Sí lo hay de la apertura de cuenta en la Casa de Banca de Alberto Roig, donde se hacía el depósito donativos y hasta de la emisión de bonos de 5 pesetas para hacer frente a la deuda entre 1919 y 1921.

El empresario, entonces, del Teatro Bretón, Ciriaco Arízaga, anunció pases especiales de cinematógrafo y llegó a recaudar 617,15 pesetas. Y se organizaron rifas con los que se trataba de mitigar la cuenta, felizmente liquidada.

Curiosidades de aquellas pimeras salidas, en medio de la multitud.
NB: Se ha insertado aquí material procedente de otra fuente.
use std::sync::Arc;
use std::time::Duration;

use anyhow::{anyhow, Result};
use apiary_shared::bus::redis::RedisBus;
use apiary_shared::channels::DroneId;
use apiary_shared::payload::{self, CommandCall};
use clap::Parser;
use queen::commands::{self, QueenRunner};
use queen::config::QueenConfig;
use queen::control::DroneControl;
use queen::dispatcher::{Dispatcher, Target};
use queen::monitor::FleetMonitor;
use queen::returns::FileReturnSink;
use queen::shell::SshShell;
use queen::stores::{YamlManifestStore, YamlOverrideStore};

use tracing::info;
use tracing_subscriber::{fmt, prelude::*, EnvFilter};

/// Central controller for the drone fleet.
#[derive(Debug, Parser)]
#[command(name = "queen", version)]
struct Cli {
    /// Command number to run.
    com_num: u8,

    /// Target board or drone ("bid" or "bid.drid"); all boards when omitted.
    bid: Option<String>,

    /// Command arguments, positional and `key=value` mixed.
    #[arg(short = 'a', long = "arguments")]
    arguments: Option<String>,

    /// Run the command on the queen itself instead of publishing it.
    #[arg(short = 'q', long = "queen")]
    queen: bool,

    /// Publish without waiting for responses.
    #[arg(long = "no-return")]
    no_return: bool,

    /// Message bus URL.
    #[arg(long, default_value = "redis://127.0.0.1:6379/")]
    bus_url: String,

    /// Seconds to wait for responses.
    #[arg(long, default_value_t = 120)]
    timeout: u64,
}

#[tokio::main]
async fn main() -> Result<()> {
    tracing_subscriber::registry()
        .with(fmt::layer())
        .with(EnvFilter::from_default_env().add_directive(tracing::Level::INFO.into()))
        .init();

    let cli = Cli::parse();
    let config = QueenConfig {
        bus_url: cli.bus_url.clone(),
        dispatch_timeout: Duration::from_secs(cli.timeout),
        ..Default::default()
    };

    let target_id = match &cli.bid {
        Some(bid) => Some(
            DroneId::parse(bid).ok_or_else(|| anyhow!("bad board/drone identifier: {bid}"))?,
        ),
        None => None,
    };

    let bus = Arc::new(RedisBus::connect(&config.bus_url, "queen").await?);
    info!(url = %config.bus_url, "connected to message bus");

    if cli.queen {
        let manifest = Arc::new(YamlManifestStore::new(&config.manifest_file));
        let overrides = Arc::new(YamlOverrideStore::new(&config.override_file));
        let shell = Arc::new(SshShell::new(config.ssh_user.as_str()));
        let control = Arc::new(DroneControl::new(
            manifest,
            overrides,
            shell,
            bus.clone(),
            config.stop_override_hours,
        ));
        let monitor = Arc::new(FleetMonitor::new(
            control.clone(),
            bus.clone(),
            config.monitor_interval,
        ));
        let runner = QueenRunner::new(commands::registry()?, bus, control, monitor);

        let (args, kwargs) = payload::split_args(cli.arguments.as_deref().unwrap_or(""))?;
        let call = CommandCall {
            com_num: cli.com_num,
            want_return: false,
            args,
            kwargs,
        };
        let report = runner.call(&call, target_id).await?;
        println!("{report}");
        return Ok(());
    }

    let sink = Arc::new(FileReturnSink::new(&config.returns_dir));
    let dispatcher = Dispatcher::new(bus, sink);
    let target = match target_id {
        Some(id) => Target::Id(id),
        None => Target::All,
    };

    let outcome = dispatcher
        .dispatch(
            cli.com_num,
            target,
            !cli.no_return,
            cli.arguments.as_deref(),
            config.dispatch_timeout,
        )
        .await?;

    println!(
        "Done. {} drones received. {} responses.",
        outcome.recipients,
        outcome.responses.len()
    );
    Ok(())
}
//! Apiary shared protocol pieces
//!
//! This crate provides the channel naming scheme, the text payload codec,
//! the command registry and the message-bus abstraction shared between the
//! queen (controller) and the drone agents.

pub mod bus;
pub mod channels;
pub mod payload;
pub mod registry;

pub use bus::{BusClient, BusEvent, BusMessage, MessageBus, Subscription};
pub use channels::{ChannelParts, ComChannel, DroneId};
pub use payload::{CommandCall, PayloadError, WireReturn, WireResult};
pub use registry::{CommandEntry, CommandRegistry, RegistryError};
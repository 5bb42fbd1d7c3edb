//! Fleet state stores
//!
//! The master drone manifest is the desired-state list: which drones exist,
//! where their boards live and whether each should be running. The override
//! list records drones the monitor must leave alone until an expiry time,
//! so a manual stop is not undone by the next reconcile tick.

use std::collections::BTreeMap;
use std::fs;
use std::path::PathBuf;
use std::sync::Mutex;

use anyhow::{Context, Result};
use chrono::{DateTime, Utc};
use serde::{Deserialize, Serialize};
use tracing::debug;

/// One manifest row, keyed by drone identifier ("bid.drid").
#[derive(Debug, Clone, PartialEq, Eq, Serialize, Deserialize)]
pub struct ManifestEntry {
    /// Address of the board hosting this drone.
    pub ip: String,
    /// Whether the monitor should keep this drone running.
    pub to_run: bool,
}

pub type Manifest = BTreeMap<String, ManifestEntry>;

/// Drone identifier to override expiry.
pub type Overrides = BTreeMap<String, DateTime<Utc>>;

pub trait ManifestStore: Send + Sync {
    fn load(&self) -> Result<Manifest>;
}

pub trait OverrideStore: Send + Sync {
    fn load(&self) -> Result<Overrides>;
    fn save(&self, overrides: &Overrides) -> Result<()>;

    /// Drop expired overrides, persisting only when something changed.
    fn prune(&self, now: DateTime<Utc>) -> Result<Overrides> {
        let mut overrides = self.load()?;
        let before = overrides.len();
        overrides.retain(|_, expiry| *expiry > now);
        if overrides.len() != before {
            debug!(expired = before - overrides.len(), "pruned expired overrides");
            self.save(&overrides)?;
        }
        Ok(overrides)
    }
}

/// Manifest loaded from a YAML file on every read, so fleet edits take
/// effect without restarting the queen.
pub struct YamlManifestStore {
    path: PathBuf,
}

impl YamlManifestStore {
    pub fn new(path: impl Into<PathBuf>) -> Self {
        Self { path: path.into() }
    }
}

impl ManifestStore for YamlManifestStore {
    fn load(&self) -> Result<Manifest> {
        let text = fs::read_to_string(&self.path)
            .with_context(|| format!("reading manifest {}", self.path.display()))?;
        serde_yaml::from_str(&text)
            .with_context(|| format!("parsing manifest {}", self.path.display()))
    }
}

/// Override list in a YAML file; a missing file is an empty list.
pub struct YamlOverrideStore {
    path: PathBuf,
}

impl YamlOverrideStore {
    pub fn new(path: impl Into<PathBuf>) -> Self {
        Self { path: path.into() }
    }
}

impl OverrideStore for YamlOverrideStore {
    fn load(&self) -> Result<Overrides> {
        let text = match fs::read_to_string(&self.path) {
            Ok(text) => text,
            Err(e) if e.kind() == std::io::ErrorKind::NotFound => return Ok(Overrides::new()),
            Err(e) => {
                return Err(e)
                    .with_context(|| format!("reading overrides {}", self.path.display()))
            }
        };
        serde_yaml::from_str(&text)
            .with_context(|| format!("parsing overrides {}", self.path.display()))
    }

    fn save(&self, overrides: &Overrides) -> Result<()> {
        let text = serde_yaml::to_string(overrides)?;
        fs::write(&self.path, text)
            .with_context(|| format!("writing overrides {}", self.path.display()))
    }
}

/// In-process manifest, for tests and embedding.
#[derive(Default)]
pub struct MemoryManifestStore {
    manifest: Mutex<Manifest>,
}

impl MemoryManifestStore {
    pub fn new(manifest: Manifest) -> Self {
        Self {
            manifest: Mutex::new(manifest),
        }
    }
}

impl ManifestStore for MemoryManifestStore {
    fn load(&self) -> Result<Manifest> {
        Ok(self
            .manifest
            .lock()
            .unwrap_or_else(|poisoned| poisoned.into_inner())
            .clone())
    }
}

/// In-process override list, for tests and embedding.
#[derive(Default)]
pub struct MemoryOverrideStore {
    overrides: Mutex<Overrides>,
}

impl OverrideStore for MemoryOverrideStore {
    fn load(&self) -> Result<Overrides> {
        Ok(self
            .overrides
            .lock()
            .unwrap_or_else(|poisoned| poisoned.into_inner())
            .clone())
    }

    fn save(&self, overrides: &Overrides) -> Result<()> {
        *self
            .overrides
            .lock()
            .unwrap_or_else(|poisoned| poisoned.into_inner()) = overrides.clone();
        Ok(())
    }
}

#[cfg(test)]
mod tests {
    use super::*;
    use chrono::Duration;

    #[test]
    fn test_manifest_yaml_roundtrip() {
        let dir = tempfile::tempdir().expect("tempdir failed");
        let path = dir.path().join("master_drone_list.yaml");
        fs::write(
            &path,
            "1.1:\n  ip: 10.0.0.11\n  to_run: true\n1.2:\n  ip: 10.0.0.11\n  to_run: false\n",
        )
        .expect("write failed");

        let manifest = YamlManifestStore::new(&path).load().expect("load failed");
        assert_eq!(manifest.len(), 2);
        assert_eq!(manifest["1.1"].ip, "10.0.0.11");
        assert!(manifest["1.1"].to_run);
        assert!(!manifest["1.2"].to_run);
    }

    #[test]
    fn test_manifest_missing_file_is_error() {
        let dir = tempfile::tempdir().expect("tempdir failed");
        let store = YamlManifestStore::new(dir.path().join("nope.yaml"));
        assert!(store.load().is_err());
    }

    #[test]
    fn test_overrides_missing_file_is_empty() {
        let dir = tempfile::tempdir().expect("tempdir failed");
        let store = YamlOverrideStore::new(dir.path().join("drone_overrides.yaml"));
        assert!(store.load().expect("load failed").is_empty());
    }

    #[test]
    fn test_overrides_save_load_roundtrip() {
        let dir = tempfile::tempdir().expect("tempdir failed");
        let store = YamlOverrideStore::new(dir.path().join("drone_overrides.yaml"));

        let mut overrides = Overrides::new();
        overrides.insert("1.1".to_string(), Utc::now() + Duration::hours(12));
        store.save(&overrides).expect("save failed");

        assert_eq!(store.load().expect("load failed"), overrides);
    }

    #[test]
    fn test_prune_drops_expired_and_persists() {
        let dir = tempfile::tempdir().expect("tempdir failed");
        let store = YamlOverrideStore::new(dir.path().join("drone_overrides.yaml"));
        let now = Utc::now();

        let mut overrides = Overrides::new();
        overrides.insert("1.1".to_string(), now - Duration::hours(1));
        overrides.insert("2.1".to_string(), now + Duration::hours(1));
        store.save(&overrides).expect("save failed");

        let pruned = store.prune(now).expect("prune failed");
        assert_eq!(pruned.len(), 1);
        assert!(pruned.contains_key("2.1"));
        // the expired entry is gone from the file too
        assert_eq!(store.load().expect("load failed"), pruned);
    }

    #[test]
    fn test_prune_no_change_skips_save() {
        let store = MemoryOverrideStore::default();
        let now = Utc::now();
        let mut overrides = Overrides::new();
        overrides.insert("1.1".to_string(), now + Duration::hours(1));
        store.save(&overrides).expect("save failed");

        let pruned = store.prune(now).expect("prune failed");
        assert_eq!(pruned, overrides);
    }
}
Hasta los años ochenta, los faroles grandes de mano llevaban en su interior dos y hasta tres cirios. Pero a partir de entonces comenzó a hacerse uso de pilas y bombillas.

Entre 1940 y 1942, los nueve faroles grandes de los misterios de la Anunciación, Cruz, Salve y Virgen fueron pasando, de ser portados a hombros, a procesionarse en carrozas con ruedas, al tiempo que las velas que iluminaban sus vidrieras se sustituían por baterías y alumbrado eléctrico, habiéndose renovado ahora todo el conjunto que hace uso de tecnología LED.

La más llamativa de todas, la que otorga un plus de interés a este primer centenario del Rosario de la Vega. Fue también en 1918, el año en el que comenzó a procesionarse, cuando se incorporó la alimentación eléctrica al templo de la Basílica.

La Cofradía de la Madre de Dios de la Vega, título con el que fue refundada en 1851 por un grupo de vecinos, después del letargo en el que se sumió a consecuencia del proceso de Desmortización de Mendizábal, aprovecha la efemérides para presentar en los próximos días la nueva imagen del museo que muestra su fondo histórico y patrimonial, incluido como valor fundamental el propio Rosario de Faroles.

De ahí que prepare un resumen de su relato en el que aparecen el acta fundacional y los estatutos de aquel año de gracia, con firma del obispo de la Diócesis riojana, Miguel José de Irigoyen; o la primera fotografía que se incorporó a su fondo documental, una imagen que retrata la llegada a la Plaza de la Cruz, y desde la Calle de la Ventilla, de una procesión que salía en rogativa el 25 de julio de 1885 para tratar de aplacar, con la intervención de la patrona, una nueva epidemia de cólera.

No fue la ultima vez que los jarreros solicitaron públicamente su auxilio. Volvieron a hacerlo el 14 de abril de 1912, angustiados por una implacable sequía. Pero no es menos cierto que durante varios siglos, y durante los últimos cien años con brillo de cristal y juegos de luz y colores, lo han hecho para rendirle honores y hacerle llegar, al tiempo, lo que sienten desde muy dentro. Desde lo más profundo y secreto del corazón. Desde donde mana el agua más limpia.

Parece lógico, pues, que se rememore. Se echa de menos.